▸ WHAT THE TASK ASKS: Read through the lines below and copy the ones holding the string "PasswordHasherTrait".

▸ MATERIAL PROVIDED:

- Opening Delimiter -

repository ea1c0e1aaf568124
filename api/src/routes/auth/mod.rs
//! Authentication route handlers
//!
//! - Registration
//! - Login
//! - Current user profile

pub mod login;
pub mod me;
pub mod register;

pub use login::login;
pub use me::me;
pub use register::register;
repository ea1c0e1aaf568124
mod domain_error_tests;
//! Unit tests for order placement and visibility

use std::str::FromStr;
use std::sync::Arc;

use rust_decimal::Decimal;
use uuid::Uuid;

use crate::{
    Caller, DomainError, InMemoryOrderRepository, InMemoryProductRepository, NewProduct,
    OrderService, OrderStatus, Product, Role, ValidationError,
};

struct Fixture {
    orders: Arc<InMemoryOrderRepository>,
    product: Product,
    service: OrderService<InMemoryProductRepository, InMemoryOrderRepository>,
}

fn fixture() -> Fixture {
    let product = Product::new(NewProduct {
        name: "Espresso Cup".to_string(),
        description: "Porcelain".to_string(),
        price: Decimal::from_str("12.50").unwrap(),
        image_url: "/media/cup.png".to_string(),
    });
    let products = Arc::new(InMemoryProductRepository::with_products(vec![product.clone()]));
    let orders = Arc::new(InMemoryOrderRepository::new());
    let service = OrderService::new(products, orders.clone());
    Fixture {
        orders,
        product,
        service,
    }
}

fn customer(name: &str) -> Caller {
    Caller::new(Uuid::new_v4(), name, Role::Customer)
}

fn admin() -> Caller {
    Caller::new(Uuid::new_v4(), "root", Role::Admin)
}

#[tokio::test]
async fn test_place_order_paid() {
    let f = fixture();
    let alice = customer("alice");

    let details = f
        .service
        .place_order(Some(&alice), f.product.id, "1234567890123456")
        .await
        .unwrap();

    assert_eq!(details.status, OrderStatus::Paid);
    assert_eq!(details.card_last_four, "3456");
    assert_eq!(details.user_id, alice.user_id);
    assert_eq!(details.product_name, "Espresso Cup");
    assert_eq!(details.product_price, Decimal::from_str("12.50").unwrap());
    assert_eq!(f.orders.count().await, 1);
}

#[tokio::test]
async fn test_declined_card_persists_nothing() {
    let f = fixture();
    let alice = customer("alice");

    let result = f
        .service
        .place_order(Some(&alice), f.product.id, "0000123456789012")
        .await;

    assert!(matches!(result, Err(DomainError::PaymentDeclined)));
    assert_eq!(f.orders.count().await, 0);
}

#[tokio::test]
async fn test_short_card_is_invalid_input() {
    let f = fixture();
    let alice = customer("alice");

    let result = f.service.place_order(Some(&alice), f.product.id, "123").await;

    assert!(matches!(
        result,
        Err(DomainError::ValidationErr(ValidationError::InvalidLength { .. }))
    ));
    assert_eq!(f.orders.count().await, 0);
}

#[tokio::test]
async fn test_anonymous_order_is_unauthorized() {
    let f = fixture();

    for card in ["1234567890123456", "0000123456789012", "123"] {
        let result = f.service.place_order(None, f.product.id, card).await;
        assert!(matches!(result, Err(DomainError::Unauthorized)), "{card}");
    }
    assert_eq!(f.orders.count().await, 0);
}

#[tokio::test]
async fn test_unknown_product() {
    let f = fixture();
    let alice = customer("alice");

    let result = f
        .service
        .place_order(Some(&alice), Uuid::new_v4(), "4111111111111111")
        .await;

    assert!(matches!(result, Err(DomainError::NotFound { .. })));
    assert_eq!(f.orders.count().await, 0);
}

#[tokio::test]
async fn test_decline_takes_precedence_over_unknown_product() {
    let f = fixture();
    let alice = customer("alice");

    let result = f
        .service
        .place_order(Some(&alice), Uuid::new_v4(), "0000111111111111")
        .await;

    assert!(matches!(result, Err(DomainError::PaymentDeclined)));
}

#[tokio::test]
async fn test_list_orders_visibility() {
    let f = fixture();
    let alice = customer("alice");
    let bob = customer("bob");

    f.service
        .place_order(Some(&alice), f.product.id, "4111111111111111")
        .await
        .unwrap();
    f.service
        .place_order(Some(&bob), f.product.id, "5500000000000004")
        .await
        .unwrap();
    let latest = f
        .service
        .place_order(Some(&alice), f.product.id, "4242424242424242")
        .await
        .unwrap();

    let mine = f.service.list_orders(Some(&alice)).await.unwrap();
    assert_eq!(mine.len(), 2);
    assert!(mine.iter().all(|o| o.user_id == alice.user_id));
    assert_eq!(mine[0].id, latest.id);

    let everything = f.service.list_orders(Some(&admin())).await.unwrap();
    assert_eq!(everything.len(), 3);

    assert!(matches!(
        f.service.list_orders(None).await,
        Err(DomainError::Unauthorized)
    ));
}

#[tokio::test]
async fn test_get_order_hides_other_users_orders() {
    let f = fixture();
    let alice = customer("alice");
    let bob = customer("bob");

    let order = f
        .service
        .place_order(Some(&alice), f.product.id, "4111111111111111")
        .await
        .unwrap();

    let own = f.service.get_order(Some(&alice), order.id).await.unwrap();
    assert_eq!(own.id, order.id);

    assert!(matches!(
        f.service.get_order(Some(&bob), order.id).await,
        Err(DomainError::NotFound { .. })
    ));
    assert!(f.service.get_order(Some(&admin()), order.id).await.is_ok());
    assert!(matches!(
        f.service.get_order(None, order.id).await,
        Err(DomainError::Unauthorized)
    ));
}

#[tokio::test]
async fn test_list_all_orders_requires_admin() {
    let f = fixture();
    let alice = customer("alice");
    f.service
        .place_order(Some(&alice), f.product.id, "4111111111111111")
        .await
        .unwrap();

    assert!(matches!(
        f.service.list_all_orders(Some(&alice)).await,
        Err(DomainError::Forbidden)
    ));
    assert!(matches!(
        f.service.list_all_orders(None).await,
        Err(DomainError::Unauthorized)
    ));
    assert_eq!(f.service.list_all_orders(Some(&admin())).await.unwrap().len(), 1);
}
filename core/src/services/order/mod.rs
//! Order placement and visibility

mod service;

#[cfg(test)]
mod tests;

pub use service::OrderService;
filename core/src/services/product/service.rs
use std::sync::Arc;

use rust_decimal::Decimal;
use tracing::info;
use uuid::Uuid;

use crate::domain::entities::product::{NewProduct, Product};
use crate::domain::value_objects::Caller;
use crate::errors::{DomainError, DomainResult, ValidationError};
use crate::repositories::ProductRepository;

pub const MAX_PRODUCT_NAME_LENGTH: usize = 200;

/// Read access to the catalogue for everyone, writes for admins
pub struct ProductService<P: ProductRepository> {
    product_repository: Arc<P>,
}

impl<P: ProductRepository> ProductService<P> {
    pub fn new(product_repository: Arc<P>) -> Self {
        Self { product_repository }
    }

    pub async fn list_products(&self) -> DomainResult<Vec<Product>> {
        self.product_repository.list().await
    }

    pub async fn get_product(&self, id: Uuid) -> DomainResult<Product> {
        self.product_repository
            .find_by_id(id)
            .await?
            .ok_or_else(|| DomainError::not_found("Product"))
    }

    pub async fn create_product(
        &self,
        caller: Option<&Caller>,
        input: NewProduct,
    ) -> DomainResult<Product> {
        let caller = Caller::require(caller)?;
        caller.require_admin()?;

        let input = NewProduct {
            name: input.name.trim().to_string(),
            ..input
        };
        validate_new_product(&input)?;

        let product = self.product_repository.create(Product::new(input)).await?;
        info!(product_id = %product.id, name = %product.name, created_by = %caller.user_id, "Product created");
        Ok(product)
    }
}

fn validate_new_product(input: &NewProduct) -> Result<(), ValidationError> {
    let length = input.name.chars().count();
    if length == 0 {
        return Err(ValidationError::RequiredField {
            field: "name".to_string(),
        });
    }
    if length > MAX_PRODUCT_NAME_LENGTH {
        return Err(ValidationError::InvalidLength {
            field: "name".to_string(),
            min: 1,
            max: MAX_PRODUCT_NAME_LENGTH,
            actual: length,
        });
    }
    if input.price < Decimal::ZERO {
        return Err(ValidationError::OutOfRange {
            field: "price".to_string(),
            min: "0".to_string(),
        });
    }
    Ok(())
}
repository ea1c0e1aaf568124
//! Business services containing domain logic and use cases.

pub mod auth;
pub mod order;
pub mod payment;
pub mod product;
pub mod token;

// Re-export commonly used types
pub use auth::{AuthService, AuthServiceConfig, PasswordHasherTrait};
pub use order::OrderService;
pub use payment::{check_card, CardCheck};
pub use product::ProductService;
pub use token::{TokenService, TokenServiceConfig};
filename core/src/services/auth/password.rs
use async_trait::async_trait;

use crate::errors::DomainError;

/// Password hashing collaborator
///
/// Implementations are expected to be slow on purpose; callers await them
/// so that the work can be moved off the request thread.
#[async_trait]
pub trait PasswordHasherTrait: Send + Sync {
    async fn hash(&self, password: &str) -> Result<String, DomainError>;

    /// Returns `Ok(false)` on mismatch; `Err` only on malformed hashes or executor failure
    async fn verify(&self, password: &str, hash: &str) -> Result<bool, DomainError>;
}
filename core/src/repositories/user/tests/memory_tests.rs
//! Unit tests for the in-memory user repository

use uuid::Uuid;

use crate::domain::entities::user::User;
use crate::errors::{AuthError, DomainError};
use crate::repositories::user::{InMemoryUserRepository, UserRepository};

#[tokio::test]
async fn test_create_and_find() {
    let repo = InMemoryUserRepository::new();
    let user = User::new("alice".to_string(), None, "hash".to_string());

    let created = repo.create(user.clone()).await.unwrap();
    assert_eq!(created.id, user.id);

    let by_id = repo.find_by_id(user.id).await.unwrap();
    assert_eq!(by_id.map(|u| u.username), Some("alice".to_string()));

    let by_name = repo.find_by_username("alice").await.unwrap();
    assert_eq!(by_name.map(|u| u.id), Some(user.id));
}

#[tokio::test]
async fn test_duplicate_username() {
    let repo = InMemoryUserRepository::new();
    repo.create(User::new("alice".to_string(), None, "a".to_string()))
        .await
        .unwrap();

    let result = repo
        .create(User::new("alice".to_string(), None, "b".to_string()))
        .await;

    assert!(matches!(
        result,
        Err(DomainError::Auth(AuthError::UserAlreadyExists))
    ));
}

#[tokio::test]
async fn test_username_is_case_sensitive() {
    let repo = InMemoryUserRepository::new();
    repo.create(User::new("Alice".to_string(), None, "a".to_string()))
        .await
        .unwrap();

    assert!(repo.exists_by_username("Alice").await.unwrap());
    assert!(!repo.exists_by_username("alice").await.unwrap());
}

#[tokio::test]
async fn test_find_missing() {
    let repo = InMemoryUserRepository::new();

    assert!(repo.find_by_id(Uuid::new_v4()).await.unwrap().is_none());
    assert!(repo.find_by_username("ghost").await.unwrap().is_none());
}
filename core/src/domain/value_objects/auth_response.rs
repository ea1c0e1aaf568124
//! Authentication response value object for API responses.

use serde::{Deserialize, Serialize};
use uuid::Uuid;

use crate::domain::entities::user::User;

/// Public view of an account
#[derive(Debug, Clone, Serialize, Deserialize, PartialEq, Eq)]
pub struct UserProfile {
    pub id: Uuid,
    pub username: String,
    pub email: Option<String>,
    pub is_staff: bool,
}

impl From<&User> for UserProfile {
    fn from(user: &User) -> Self {
        Self {
            id: user.id,
            username: user.username.clone(),
            email: user.email.clone(),
            is_staff: user.is_staff(),
        }
    }
}

/// Authentication response returned after register or login
///
/// Contains the bearer token, its lifetime in seconds and the
/// profile of the authenticated user.
#[derive(Debug, Clone, Serialize, Deserialize, PartialEq, Eq)]
pub struct AuthResponse {
    /// JWT access token for API authentication
    pub token: String,

    /// Access token expiration time in seconds
    pub expires_in: i64,

    pub user: UserProfile,
}

impl AuthResponse {
    pub fn new(token: String, expires_in: i64, user: &User) -> Self {
        Self {
            token,
            expires_in,
            user: UserProfile::from(user),
        }
    }
}
//! Configuration for the authentication service

/// Configuration for the authentication service
#[derive(Debug, Clone)]
pub struct AuthServiceConfig {
    /// Minimum accepted password length in characters
    pub min_password_length: usize,
    /// Whether to allow registration of new users
    pub allow_registration: bool,
}

impl Default for AuthServiceConfig {
    fn default() -> Self {
        Self {
            min_password_length: 8,
            allow_registration: true,
        }
    }
}
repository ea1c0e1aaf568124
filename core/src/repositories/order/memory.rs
//! In-memory implementation of OrderRepository

use async_trait::async_trait;
use std::sync::Arc;
use tokio::sync::RwLock;
use uuid::Uuid;

use crate::domain::entities::order::Order;
use crate::errors::DomainError;

use super::trait_::{OrderFilter, OrderRepository};

/// Order store kept in insertion order
#[derive(Clone)]
pub struct InMemoryOrderRepository {
    orders: Arc<RwLock<Vec<Order>>>,
}

impl InMemoryOrderRepository {
    pub fn new() -> Self {
        Self {
            orders: Arc::new(RwLock::new(Vec::new())),
        }
    }

    /// Total number of stored orders
    pub async fn count(&self) -> usize {
        self.orders.read().await.len()
    }
}

impl Default for InMemoryOrderRepository {
    fn default() -> Self {
        Self::new()
    }
}

#[async_trait]
impl OrderRepository for InMemoryOrderRepository {
    async fn create(&self, order: Order) -> Result<Order, DomainError> {
        let mut orders = self.orders.write().await;
        orders.push(order.clone());
        Ok(order)
    }

    async fn list(&self, filter: OrderFilter) -> Result<Vec<Order>, DomainError> {
        let orders = self.orders.read().await;
        Ok(orders
            .iter()
            .rev()
            .filter(|order| filter.matches(order))
            .cloned()
            .collect())
    }

    async fn find_by_id(&self, id: Uuid) -> Result<Option<Order>, DomainError> {
        let orders = self.orders.read().await;
        Ok(orders.iter().find(|order| order.id == id).cloned())
    }
}
//! Password hashing implementations

mod bcrypt_hasher;

pub use bcrypt_hasher::BcryptPasswordHasher;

- Closing Delimiter -

▸ WRITTEN ANSWER:
pub use auth::{AuthService, AuthServiceConfig, PasswordHasherTrait};
pub trait PasswordHasherTrait: Send + Sync {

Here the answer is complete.